Psycholinguistics and Cognitive Reasoning Principles
Posted on Apr 21, 2026 in English Studies. Language, Literature, and Culture
Language Fundamentals
- Morpheme: Smallest unit of meaning in language (e.g., “cat,” “un-“).
- Phonemes: Smallest sound units that change meaning (e.g., /p/ vs /b/).
- Semantic content: The meaning of each word.
- Prescriptive rules of grammar: Rules regarding how language should be used.
- Generativity: The ability to produce and understand unlimited new sentences from finite rules and words.
- Phrase-structure: Rules that specify how phrases and sentences are built.
- Categorical perception: Variations in a sound are perceived as a single category.
- Pragmatics: The assumptions and shared knowledge that govern how language is used.
- Phrases: Made up of multiple morphemes.
- Place of articulation: The physical position of speech organs (e.g., “p” is pronounced further forward than “t”).
- Phrase-structure rules: Explain how words are arranged into correct sentences.
- Language and thought: Language does not determine thought, but it influences attention and memory.
- Garden-path sentence: A sentence that initially leads to an incorrect interpretation.
- Prosody: Rhythm, stress, intonation, and pitch.
- Spreading activation: The activation of one word in our lexicon spreads to related words.
- Speech segmentation: Finding word boundaries in continuous speech.
- Children’s overregularization: When children apply a regular grammar rule to an irregular form.
- Extralinguistic cues: Factors outside of language (prosody, syntax, and morphology are linguistic, not extralinguistic).

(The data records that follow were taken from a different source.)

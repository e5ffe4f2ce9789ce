//! Lists: reusable collections of IPs, redirects, hostnames or ASNs
//!
//! Item mutations are asynchronous on the server. The `*_async` calls return
//! the bulk operation id; the plain calls wait for the operation to finish
//! and then return the list's current items.

use std::fmt;

use chrono::{DateTime, Utc};
use reqwest::Method;
use serde::de::IgnoredAny;
use serde::ser::SerializeMap;
use serde::{Deserialize, Deserializer, Serialize, Serializer};
use serde_json::{json, Value};
use tokio_util::sync::CancellationToken;

use crate::api::bulk::{wait_for_operation, BulkOperation};
use crate::api::client::{into_result, json_body, Client};
use crate::api::container::ResourceContainer;
use crate::api::error::{Error, Result};
use crate::api::pagination::{CursorPaginated, Paginated, PaginationOptions};
use crate::api::polymorphic::{decode_variant, first_populated};
use crate::api::query::{Query, QueryParams};
use crate::api::response::{null_default, OperationRef, ResultInfo};
use crate::resources::require;

/// Kind of values a list holds
#[derive(Debug, Clone, Copy, PartialEq, Eq, Hash, Serialize, Deserialize)]
#[serde(rename_all = "lowercase")]
pub enum ListKind {
    Ip,
    Redirect,
    Hostname,
    Asn,
}

impl ListKind {
    pub fn as_str(self) -> &'static str {
        match self {
            ListKind::Ip => "ip",
            ListKind::Redirect => "redirect",
            ListKind::Hostname => "hostname",
            ListKind::Asn => "asn",
        }
    }
}

impl fmt::Display for ListKind {
    fn fmt(&self, f: &mut fmt::Formatter<'_>) -> fmt::Result {
        f.write_str(self.as_str())
    }
}

#[derive(Debug, Clone, PartialEq, Serialize, Deserialize)]
pub struct List {
    pub id: String,
    pub name: String,
    #[serde(default, deserialize_with = "null_default")]
    pub description: String,
    pub kind: ListKind,
    #[serde(default, deserialize_with = "null_default")]
    pub num_items: u32,
    #[serde(default, deserialize_with = "null_default")]
    pub num_referencing_filters: u32,
    #[serde(default)]
    pub created_on: Option<DateTime<Utc>>,
    #[serde(default)]
    pub modified_on: Option<DateTime<Utc>>,
}

#[derive(Debug, Clone, Default, PartialEq, Eq, Serialize, Deserialize)]
pub struct Redirect {
    pub source_url: String,
    pub target_url: String,
    #[serde(default, skip_serializing_if = "Option::is_none")]
    pub include_subdomains: Option<bool>,
    #[serde(default, skip_serializing_if = "Option::is_none")]
    pub status_code: Option<u16>,
    #[serde(default, skip_serializing_if = "Option::is_none")]
    pub preserve_query_string: Option<bool>,
    #[serde(default, skip_serializing_if = "Option::is_none")]
    pub subpath_matching: Option<bool>,
    #[serde(default, skip_serializing_if = "Option::is_none")]
    pub preserve_path_suffix: Option<bool>,
}

#[derive(Debug, Clone, Default, PartialEq, Eq, Serialize, Deserialize)]
pub struct Hostname {
    pub url_hostname: String,
}

/// Value of a list item. Serializes as a single-entry map keyed by the
/// list kind (`{"ip": "10.0.0.1"}`, `{"asn": 13335}`, ...).
#[derive(Debug, Clone, PartialEq, Eq)]
pub enum ListItemValue {
    Ip(String),
    Redirect(Redirect),
    Hostname(Hostname),
    Asn(u32),
}

impl ListItemValue {
    pub fn kind(&self) -> ListKind {
        match self {
            ListItemValue::Ip(_) => ListKind::Ip,
            ListItemValue::Redirect(_) => ListKind::Redirect,
            ListItemValue::Hostname(_) => ListKind::Hostname,
            ListItemValue::Asn(_) => ListKind::Asn,
        }
    }
}

impl Serialize for ListItemValue {
    fn serialize<S: Serializer>(&self, serializer: S) -> Result<S::Ok, S::Error> {
        let mut map = serializer.serialize_map(Some(1))?;
        match self {
            ListItemValue::Ip(ip) => map.serialize_entry("ip", ip)?,
            ListItemValue::Redirect(redirect) => map.serialize_entry("redirect", redirect)?,
            ListItemValue::Hostname(hostname) => map.serialize_entry("hostname", hostname)?,
            ListItemValue::Asn(asn) => map.serialize_entry("asn", asn)?,
        }
        map.end()
    }
}
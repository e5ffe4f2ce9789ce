//! CLI commands module

pub mod access;
pub mod kv;
pub mod lists;
pub mod members;
pub mod raw;

use anyhow::{Context as _, Result};
use clap::{Parser, Subcommand};
use tokio_util::sync::CancellationToken;

use cfapi::{Client, Config, ResourceContainer};

/// cfapi - Cloudflare API client
#[derive(Parser, Debug)]
#[command(name = "cfapi")]
#[command(version)]
#[command(about = "Cloudflare REST API client", long_about = None)]
#[command(propagate_version = true)]
pub struct Cli {
    /// Enable verbose output
    #[arg(short, long, global = true)]
    pub verbose: bool,

    /// Output format: json, table, compact
    #[arg(short, long, global = true)]
    pub format: Option<String>,

    /// Account ID
    #[arg(short, long, global = true, env = "CF_ACCOUNT_ID")]
    pub account: Option<String>,

    #[command(subcommand)]
    pub command: Commands,
}

#[derive(Subcommand, Debug)]
pub enum Commands {
    /// Custom lists and their items
    Lists(lists::ListsArgs),

    /// Zero Trust Access groups and users
    Access(access::AccessArgs),

    /// Account members and roles
    Members(members::MembersArgs),

    /// Workers KV namespaces and values
    Kv(kv::KvArgs),

    /// Raw API requests
    Raw(raw::RawArgs),
}

/// Everything a command needs to run
pub struct Context {
    pub config: Config,
    pub client: Client,
    pub cancel: CancellationToken,
    account: Option<String>,
}

impl Context {
    pub fn new(config: Config, account: Option<String>, cancel: CancellationToken) -> Result<Self> {
        let client = Client::from_config(&config).context("failed to create API client")?;
        let account = account.or_else(|| config.account_id.clone());
        Ok(Self {
            config,
            client,
            cancel,
            account,
        })
    }

    /// Account container, from `--account` or `CF_ACCOUNT_ID`.
    pub fn account(&self) -> Result<ResourceContainer> {
        let id = self
            .account
            .as_deref()
            .context("no account given; pass --account or set CF_ACCOUNT_ID")?;
        Ok(ResourceContainer::account(id))
    }
}
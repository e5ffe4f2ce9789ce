//! Shared fixtures for integration tests

#![allow(dead_code)]

use std::collections::VecDeque;
use std::sync::{Arc, Mutex};
use std::time::Duration;

use async_trait::async_trait;
use reqwest::header::HeaderMap;
use serde_json::{json, Value};
use tokio_util::sync::CancellationToken;

use cfapi::{
    BulkPollSchedule, Client, Config, HttpTransport, RetryPolicy, Transport, TransportError,
    TransportRequest, TransportResponse,
};

pub const ACCOUNT_ID: &str = "01a7362d577a6c3019a474fd6f485823";
pub const ZONE_ID: &str = "023e105f4ecef8ad9ca31a8372d0c353";

/// Successful envelope around `result`
pub fn envelope(result: Value) -> Value {
    json!({
        "success": true,
        "errors": [],
        "messages": [],
        "result": result
    })
}

/// Successful envelope with pagination info
pub fn paged(result: Value, result_info: Value) -> Value {
    json!({
        "success": true,
        "errors": [],
        "messages": [],
        "result": result,
        "result_info": result_info
    })
}

/// Failed envelope with one error
pub fn failure(code: i64, message: &str) -> Value {
    json!({
        "success": false,
        "errors": [{"code": code, "message": message}],
        "messages": [],
        "result": null
    })
}

pub fn no_retries() -> RetryPolicy {
    RetryPolicy {
        max_retries: 0,
        min_delay: Duration::from_millis(1),
        max_delay: Duration::from_millis(1),
    }
}

pub fn instant_retries(max_retries: u32) -> RetryPolicy {
    RetryPolicy {
        max_retries,
        min_delay: Duration::from_millis(1),
        max_delay: Duration::from_millis(1),
    }
}

pub fn fast_bulk() -> BulkPollSchedule {
    BulkPollSchedule {
        steps: 16,
        base: Duration::from_millis(1),
    }
}

/// Client on the real HTTP transport pointed at `base_url`
pub fn http_client(base_url: &str, retry: RetryPolicy) -> Client {
    let config = Config::with_token("test-token").base_url(base_url);
    let transport = HttpTransport::with_retry_policy(&config, retry).expect("valid config");
    Client::new(Arc::new(transport)).with_bulk_schedule(fast_bulk())
}

/// In-memory transport that records requests and replays canned responses
#[derive(Default)]
pub struct RecordingTransport {
    requests: Mutex<Vec<TransportRequest>>,
    responses: Mutex<VecDeque<TransportResponse>>,
    cancel_after: Mutex<Option<(usize, CancellationToken)>>,
}

impl RecordingTransport {
    pub fn new() -> Arc<Self> {
        Arc::new(Self::default())
    }

    /// Queue a JSON response
    pub fn respond(&self, status: u16, body: Value) {
        self.responses.lock().unwrap().push_back(TransportResponse {
            status,
            headers: HeaderMap::new(),
            body: body.to_string().into_bytes(),
        });
    }

    /// Cancel `token` once `calls` requests have been served
    pub fn cancel_after(&self, calls: usize, token: CancellationToken) {
        *self.cancel_after.lock().unwrap() = Some((calls, token));
    }

    pub fn calls(&self) -> usize {
        self.requests.lock().unwrap().len()
    }

    pub fn paths(&self) -> Vec<String> {
        self.requests
            .lock()
            .unwrap()
            .iter()
            .map(|r| r.path.clone())
            .collect()
    }

    pub fn requests(&self) -> Vec<TransportRequest> {
        self.requests.lock().unwrap().clone()
    }
}

#[async_trait]
impl Transport for RecordingTransport {
    async fn send(&self, request: TransportRequest) -> Result<TransportResponse, TransportError> {
        let served = {
            let mut requests = self.requests.lock().unwrap();
            requests.push(request);
            requests.len()
        };
        if let Some((calls, token)) = self.cancel_after.lock().unwrap().as_ref() {
            if served >= *calls {
                token.cancel();
            }
        }
        self.responses
            .lock()
            .unwrap()
            .pop_front()
            .ok_or_else(|| TransportError::Other("no response queued".into()))
    }
}

pub fn recording_client(transport: &Arc<RecordingTransport>) -> Client {
    Client::new(transport.clone()).with_bulk_schedule(fast_bulk())
}
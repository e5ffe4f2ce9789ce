//! Resource containers: the account or zone a request is scoped to

use std::fmt;

use serde::{Deserialize, Serialize};

use crate::api::error::{Error, Result};

/// Level a resource lives at
#[derive(Debug, Clone, Copy, PartialEq, Eq, Hash, Serialize, Deserialize)]
#[serde(rename_all = "lowercase")]
pub enum ResourceLevel {
    Account,
    Zone,
}

impl ResourceLevel {
    /// Path segment used when addressing the level (`accounts` / `zones`)
    pub fn path_segment(self) -> &'static str {
        match self {
            ResourceLevel::Account => "accounts",
            ResourceLevel::Zone => "zones",
        }
    }
}

impl fmt::Display for ResourceLevel {
    fn fmt(&self, f: &mut fmt::Formatter<'_>) -> fmt::Result {
        match self {
            ResourceLevel::Account => f.write_str("account"),
            ResourceLevel::Zone => f.write_str("zone"),
        }
    }
}

/// Scope and identifier of a request
#[derive(Debug, Clone, PartialEq, Eq, Hash)]
pub struct ResourceContainer {
    pub level: ResourceLevel,
    pub identifier: String,
}

impl ResourceContainer {
    pub fn account(id: impl Into<String>) -> Self {
        Self {
            level: ResourceLevel::Account,
            identifier: id.into(),
        }
    }

    pub fn zone(id: impl Into<String>) -> Self {
        Self {
            level: ResourceLevel::Zone,
            identifier: id.into(),
        }
    }

    /// Check the identifier is present.
    pub fn validate(&self) -> Result<()> {
        if self.identifier.is_empty() {
            return Err(match self.level {
                ResourceLevel::Account => Error::MissingAccountId,
                ResourceLevel::Zone => Error::MissingZoneId,
            });
        }
        Ok(())
    }

    /// Reject anything but a non-empty account container.
    pub fn require_account(&self) -> Result<()> {
        self.require(ResourceLevel::Account)
    }

    /// Reject anything but a non-empty zone container.
    pub fn require_zone(&self) -> Result<()> {
        self.require(ResourceLevel::Zone)
    }

    fn require(&self, level: ResourceLevel) -> Result<()> {
        if self.level != level {
            return Err(Error::UnsupportedContainer { level: self.level });
        }
        self.validate()
    }

    /// Render `/{accounts|zones}/{identifier}`
    pub fn path(&self) -> String {
        format!("/{}/{}", self.level.path_segment(), self.identifier)
    }
}

impl fmt::Display for ResourceContainer {
    fn fmt(&self, f: &mut fmt::Formatter<'_>) -> fmt::Result {
        write!(f, "{} {}", self.level, self.identifier)
    }
}
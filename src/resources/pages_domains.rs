//! Custom domains of Pages projects

use chrono::{DateTime, Utc};
use serde::de::IgnoredAny;
use serde::{Deserialize, Serialize};
use serde_json::{json, Value};
use tokio_util::sync::CancellationToken;

use crate::api::client::Client;
use crate::api::container::ResourceContainer;
use crate::api::error::{Error, Result};
use crate::api::response::null_default;
use crate::resources::require;

#[derive(Debug, Clone, Default, PartialEq, Serialize, Deserialize)]
pub struct PagesDomain {
    pub id: String,
    pub name: String,
    #[serde(default, deserialize_with = "null_default")]
    pub status: String,
    #[serde(default)]
    pub verification_data: Option<Value>,
    #[serde(default)]
    pub validation_data: Option<Value>,
    #[serde(default, deserialize_with = "null_default")]
    pub zone_tag: String,
    #[serde(default, deserialize_with = "null_default")]
    pub certificate_authority: String,
    #[serde(default)]
    pub created_on: Option<DateTime<Utc>>,
}

fn domains_path(rc: &ResourceContainer, project: &str) -> Result<String> {
    rc.require_account()?;
    require(project, Error::MissingProjectName)?;
    Ok(format!("{}/pages/projects/{}/domains", rc.path(), project))
}

impl Client {
    pub async fn list_pages_domains(
        &self,
        ctx: &CancellationToken,
        rc: &ResourceContainer,
        project: &str,
    ) -> Result<Vec<PagesDomain>> {
        let path = domains_path(rc, project)?;
        self.get(ctx, path).await
    }

    pub async fn get_pages_domain(
        &self,
        ctx: &CancellationToken,
        rc: &ResourceContainer,
        project: &str,
        domain: &str,
    ) -> Result<PagesDomain> {
        let path = domains_path(rc, project)?;
        require(domain, Error::MissingDomain)?;
        self.get(ctx, format!("{}/{}", path, domain)).await
    }

    pub async fn add_pages_domain(
        &self,
        ctx: &CancellationToken,
        rc: &ResourceContainer,
        project: &str,
        domain: &str,
    ) -> Result<PagesDomain> {
        let path = domains_path(rc, project)?;
        require(domain, Error::MissingDomain)?;
        self.post(ctx, path, &json!({ "name": domain })).await
    }

    /// Retry validation of a domain that failed to verify.
    pub async fn patch_pages_domain(
        &self,
        ctx: &CancellationToken,
        rc: &ResourceContainer,
        project: &str,
        domain: &str,
    ) -> Result<PagesDomain> {
        let path = domains_path(rc, project)?;
        require(domain, Error::MissingDomain)?;
        self.patch(ctx, format!("{}/{}", path, domain), &json!({}))
            .await
    }

    pub async fn delete_pages_domain(
        &self,
        ctx: &CancellationToken,
        rc: &ResourceContainer,
        project: &str,
        domain: &str,
    ) -> Result<()> {
        let path = domains_path(rc, project)?;
        require(domain, Error::MissingDomain)?;
        let _: IgnoredAny = self.delete(ctx, format!("{}/{}", path, domain)).await?;
        Ok(())
    }
}
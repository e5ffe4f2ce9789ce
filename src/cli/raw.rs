//! Raw API command

use anyhow::{bail, Result};
use clap::Args;
use reqwest::Method;
use serde_json::Value;

use crate::cli::Context;
use crate::output;

#[derive(Args, Debug)]
pub struct RawArgs {
    /// API path (e.g., /accounts/:account_id/rules/lists)
    pub path: String,

    /// HTTP method
    #[arg(short, long, default_value = "GET")]
    pub method: String,

    /// Request body (JSON)
    #[arg(short, long)]
    pub body: Option<String>,
}

pub async fn execute(ctx: &Context, args: RawArgs) -> Result<()> {
    // Replace :account_id / :zone_id placeholders from the configuration
    let mut path = args.path.clone();
    if path.contains(":account_id") || path.contains("{account_id}") {
        let account = ctx.account()?;
        path = path
            .replace(":account_id", &account.identifier)
            .replace("{account_id}", &account.identifier);
    }
    if path.contains(":zone_id") || path.contains("{zone_id}") {
        let Some(zone_id) = ctx.config.zone_id.as_deref() else {
            bail!("path needs a zone; set CF_ZONE_ID");
        };
        path = path.replace(":zone_id", zone_id).replace("{zone_id}", zone_id);
    }

    let method = match args.method.to_uppercase().as_str() {
        "GET" => Method::GET,
        "POST" => Method::POST,
        "PUT" => Method::PUT,
        "PATCH" => Method::PATCH,
        "DELETE" => Method::DELETE,
        other => bail!("Unsupported HTTP method: {}", other),
    };

    let body: Option<Value> = args
        .body
        .as_deref()
        .map(serde_json::from_str)
        .transpose()?;

    let response = ctx.client.raw(&ctx.cancel, method, &path, body).await?;
    output::print_output(&response, &ctx.config.output_format)?;

    Ok(())
}
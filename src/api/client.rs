//! HTTP client for Cloudflare API
//!
//! Every typed operation funnels through [`Client::send`]: the call races the
//! caller's cancellation token, HTTP failures are classified into
//! [`Error`] variants, and successful bodies are decoded from the common
//! response envelope.

use std::sync::Arc;

use reqwest::header::HeaderMap;
use reqwest::Method;
use serde::de::DeserializeOwned;
use serde::Serialize;
use serde_json::Value;
use tokio_util::sync::CancellationToken;
use tracing::{debug, trace};

use crate::api::bulk::BulkPollSchedule;
use crate::api::error::{ApiError, Error, Result, TransportError};
use crate::api::response::{from_null, Envelope, ResponseInfo};
use crate::api::transport::{
    HttpTransport, RequestBody, Transport, TransportRequest, TransportResponse,
};
use crate::config::Config;

/// Response header carrying the request correlation id
pub const RAY_ID_HEADER: &str = "cf-ray";

/// Cloudflare API client
///
/// Cheap to clone; clones share the transport.
#[derive(Clone)]
pub struct Client {
    transport: Arc<dyn Transport>,
    pub(crate) bulk_schedule: BulkPollSchedule,
}

impl Client {
    /// Create a client on top of any transport
    pub fn new(transport: Arc<dyn Transport>) -> Self {
        Self {
            transport,
            bulk_schedule: BulkPollSchedule::default(),
        }
    }

    /// Create a client talking HTTP with the credentials in `config`
    pub fn from_config(config: &Config) -> Result<Self> {
        Ok(Self::new(Arc::new(HttpTransport::new(config)?)))
    }

    /// Replace the backoff schedule used while waiting on bulk operations
    pub fn with_bulk_schedule(mut self, schedule: BulkPollSchedule) -> Self {
        self.bulk_schedule = schedule;
        self
    }

    /// Issue a request and fail on any HTTP status >= 400.
    pub(crate) async fn send(
        &self,
        ctx: &CancellationToken,
        method: Method,
        path: String,
        body: Option<RequestBody>,
        headers: HeaderMap,
    ) -> Result<TransportResponse> {
        let request = TransportRequest {
            method,
            path,
            body,
            headers,
        };

        let response = tokio::select! {
            biased;
            _ = ctx.cancelled() => return Err(Error::Transport(TransportError::Canceled)),
            response = self.transport.send(request) => response.map_err(Error::Transport)?,
        };

        if response.status >= 400 {
            return Err(classify(&response));
        }
        Ok(response)
    }

    /// Issue a request and decode the response envelope.
    pub(crate) async fn request<T: DeserializeOwned>(
        &self,
        ctx: &CancellationToken,
        method: Method,
        path: String,
        body: Option<RequestBody>,
    ) -> Result<Envelope<T>> {
        let response = self.send(ctx, method, path, body, HeaderMap::new()).await?;
        decode_envelope(&response)
    }

    /// GET returning the envelope's `result`
    pub(crate) async fn get<T: DeserializeOwned>(
        &self,
        ctx: &CancellationToken,
        path: String,
    ) -> Result<T> {
        let envelope = self.request(ctx, Method::GET, path, None).await?;
        into_result(envelope)
    }

    /// POST a JSON body
    pub(crate) async fn post<B, T>(
        &self,
        ctx: &CancellationToken,
        path: String,
        body: &B,
    ) -> Result<T>
    where
        B: Serialize + ?Sized,
        T: DeserializeOwned,
    {
        let envelope = self
            .request(ctx, Method::POST, path, Some(json_body(body)?))
            .await?;
        into_result(envelope)
    }

    /// PUT a JSON body
    pub(crate) async fn put<B, T>(&self, ctx: &CancellationToken, path: String, body: &B) -> Result<T>
    where
        B: Serialize + ?Sized,
        T: DeserializeOwned,
    {
        let envelope = self
            .request(ctx, Method::PUT, path, Some(json_body(body)?))
            .await?;
        into_result(envelope)
    }

    /// PATCH a JSON body
    pub(crate) async fn patch<B, T>(
        &self,
        ctx: &CancellationToken,
        path: String,
        body: &B,
    ) -> Result<T>
    where
        B: Serialize + ?Sized,
        T: DeserializeOwned,
    {
        let envelope = self
            .request(ctx, Method::PATCH, path, Some(json_body(body)?))
            .await?;
        into_result(envelope)
    }

    /// DELETE, optionally returning the deleted resource
    pub(crate) async fn delete<T: DeserializeOwned>(
        &self,
        ctx: &CancellationToken,
        path: String,
    ) -> Result<T> {
        let envelope = self.request(ctx, Method::DELETE, path, None).await?;
        into_result(envelope)
    }

    /// Make a raw request (returns the envelope's `result` as JSON)
    pub async fn raw(
        &self,
        ctx: &CancellationToken,
        method: Method,
        path: &str,
        body: Option<Value>,
    ) -> Result<Value> {
        let path = if path.starts_with('/') {
            path.to_string()
        } else {
            format!("/{}", path)
        };
        let envelope: Envelope<Value> = self
            .request(ctx, method, path, body.map(RequestBody::Json))
            .await?;
        Ok(envelope.result.unwrap_or(Value::Null))
    }
}

pub(crate) fn json_body<B: Serialize + ?Sized>(body: &B) -> Result<RequestBody> {
    serde_json::to_value(body)
        .map(RequestBody::Json)
        .map_err(Error::Marshal)
}

fn ray_id(headers: &HeaderMap) -> Option<String> {
    headers
        .get(RAY_ID_HEADER)
        .and_then(|v| v.to_str().ok())
        .map(str::to_string)
}

/// Turn a failed HTTP response into its error variant.
///
/// Bodies that are not an envelope (proxy error pages, empty bodies) still
/// classify by status, with the raw text standing in for the error list.
pub(crate) fn classify(response: &TransportResponse) -> Error {
    let ray_id = ray_id(&response.headers);
    let api_error =
        match serde_json::from_slice::<Envelope<serde::de::IgnoredAny>>(&response.body) {
            Ok(envelope) => ApiError::new(
                response.status,
                envelope.errors,
                &envelope.messages,
                ray_id,
            ),
            Err(_) => {
                let text = String::from_utf8_lossy(&response.body).trim().to_string();
                let errors = if text.is_empty() {
                    vec![]
                } else {
                    vec![ResponseInfo {
                        code: 0,
                        message: text,
                    }]
                };
                ApiError::new(response.status, errors, &[], ray_id)
            }
        };

    debug!("API error ({}): {}", response.status, api_error);
    Error::from_status(response.status, api_error)
}

/// Decode a successful response body as an envelope.
pub(crate) fn decode_envelope<T: DeserializeOwned>(
    response: &TransportResponse,
) -> Result<Envelope<T>> {
    let envelope: Envelope<T> =
        serde_json::from_slice(&response.body).map_err(|source| Error::Unmarshal {
            source,
            body: String::from_utf8_lossy(&response.body).into_owned(),
        })?;

    if !envelope.success {
        trace!("Envelope reported failure with status {}", response.status);
        return Err(Error::Request(ApiError::new(
            response.status,
            envelope.errors,
            &envelope.messages,
            ray_id(&response.headers),
        )));
    }

    Ok(envelope)
}

/// Extract `result`, accepting `null` only where `T` can represent it.
pub(crate) fn into_result<T: DeserializeOwned>(envelope: Envelope<T>) -> Result<T> {
    match envelope.result {
        Some(result) => Ok(result),
        None => from_null().ok_or_else(|| Error::Unmarshal {
            source: <serde_json::Error as serde::de::Error>::custom("response has no result"),
            body: String::new(),
        }),
    }
}

#[cfg(test)]
mod tests {
    use super::*;
    use reqwest::header::HeaderValue;
    use serde::Deserialize;

    fn response(status: u16, body: &str) -> TransportResponse {
        TransportResponse {
            status,
            headers: HeaderMap::new(),
            body: body.as_bytes().to_vec(),
        }
    }

    #[derive(Debug, Deserialize, PartialEq)]
    struct Item {
        id: String,
    }

    #[test]
    fn classifies_envelope_errors_with_ray_id() {
        let mut resp = response(
            403,
            r#"{"success":false,"errors":[{"code":10000,"message":"Authentication error"}],"messages":[]}"#,
        );
        resp.headers
            .insert(RAY_ID_HEADER, HeaderValue::from_static("8a1b2c3d4e5f-AMS"));

        let err = classify(&resp);
        assert!(matches!(err, Error::Authorization(_)));
        assert!(err.internal_error_code_is(10000));
        assert_eq!(err.ray_id(), Some("8a1b2c3d4e5f-AMS"));
        assert_eq!(err.status(), Some(403));
    }

    #[test]
    fn classifies_non_json_bodies_by_status() {
        let err = classify(&response(502, "<html>Bad gateway</html>"));
        assert!(matches!(err, Error::Service(_)));
        assert!(err.error_message_contains("Bad gateway"));

        let err = classify(&response(429, ""));
        assert!(err.is_rate_limited());
        assert_eq!(err.to_string(), "HTTP status 429");
    }

    #[test]
    fn success_false_is_a_request_error() {
        let err = decode_envelope::<Item>(&response(
            200,
            r#"{"success":false,"errors":[{"code":7003,"message":"Could not route"}],"messages":[{"code":0,"message":"hint"}],"result":null}"#,
        ))
        .unwrap_err();
        assert!(matches!(err, Error::Request(_)));
        assert_eq!(err.to_string(), "Could not route (7003)\nhint");
    }

    #[test]
    fn malformed_body_keeps_raw_text() {
        let err = decode_envelope::<Item>(&response(200, "{not json")).unwrap_err();
        match err {
            Error::Unmarshal { body, .. } => assert_eq!(body, "{not json"),
            other => panic!("unexpected error: {other:?}"),
        }
    }

    #[test]
    fn extracts_result_or_accepts_null_for_unit() {
        let envelope = decode_envelope::<Item>(&response(
            200,
            r#"{"success":true,"errors":[],"messages":[],"result":{"id":"x"}}"#,
        ))
        .unwrap();
        assert_eq!(into_result(envelope).unwrap(), Item { id: "x".into() });

        let envelope =
            decode_envelope::<()>(&response(200, r#"{"success":true,"result":null}"#)).unwrap();
        assert!(into_result(envelope).is_ok());

        let envelope =
            decode_envelope::<Item>(&response(200, r#"{"success":true,"result":null}"#)).unwrap();
        assert!(matches!(into_result(envelope), Err(Error::Unmarshal { .. })));
    }
}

Reasoning and Decision Making
- Utility theory: Assumes a formulaic calculation of the value of decisions.
- Illusory covariation: Often exacerbated by biased evidence seeking (confirmation bias).
- Orbitofrontal cortex damage: Patients are unable to anticipate outcomes.
- Utility calculations: Should be based on the calculated value of a future event, not how choices are framed.
- Deduction: Starting with a set of claims and determining what follows from them.
- Syllogism bias: People often reject valid conclusions if they dislike the outcome.
- Representativeness heuristic: A mental shortcut estimating probability by comparing an event to a prototype.
- Disconfirming evidence: People tend to disregard evidence that contradicts their beliefs.
- Category heterogeneity: People require more examples to draw conclusions about diverse categories (e.g., birds) than uniform ones (e.g., elements).
- Dual Process Theory:
- Type 1 thinking: Fast, automatic, intuitive (heuristics).
- Type 2 thinking: Slow, deliberate, analytical (effortful reasoning).
- Conditional reasoning: Errors are less common when problems are concrete rather than abstract.
- Affective forecasting: Perceived future dread is often larger than the actual feeling experienced later.
- Framing effects: Choices change depending on gain/loss wording even when outcomes are equivalent.
- Base rate: Overall probability/frequency in a population.
- Availability heuristic: Judgments are influenced by the ease of recalling examples.
- Kahneman and Tversky (1973): Demonstrated that heuristics cause systematic judgment biases.
Reading and Cognitive Models
- Meyer & Schvaneveldt (1971): Semantic priming: People recognize words faster when preceded by a related word.
- Dual Route Models of Reading:
- Lexical route: Whole-word memory (effective for irregular words like “yacht”).
- Sublexical route: Letter-to-sound rules (effective for new words like “blap”).
- Phonological Mediation Hypothesis: Meaning is accessed via speech sounds (phonology).
- Van Orden (1987): Evidence for phonological mediation via homophone errors (e.g., treating “ROSE” like “ROWS”).
- Reasoning Frameworks:
- Natural logic: Abstract rules for building inferences.
- Semantic memory-cueing: Drawing on previous experiences to form judgments.
- Pragmatic reasoning schemas: Generalized rules defined by goals to predict outcomes.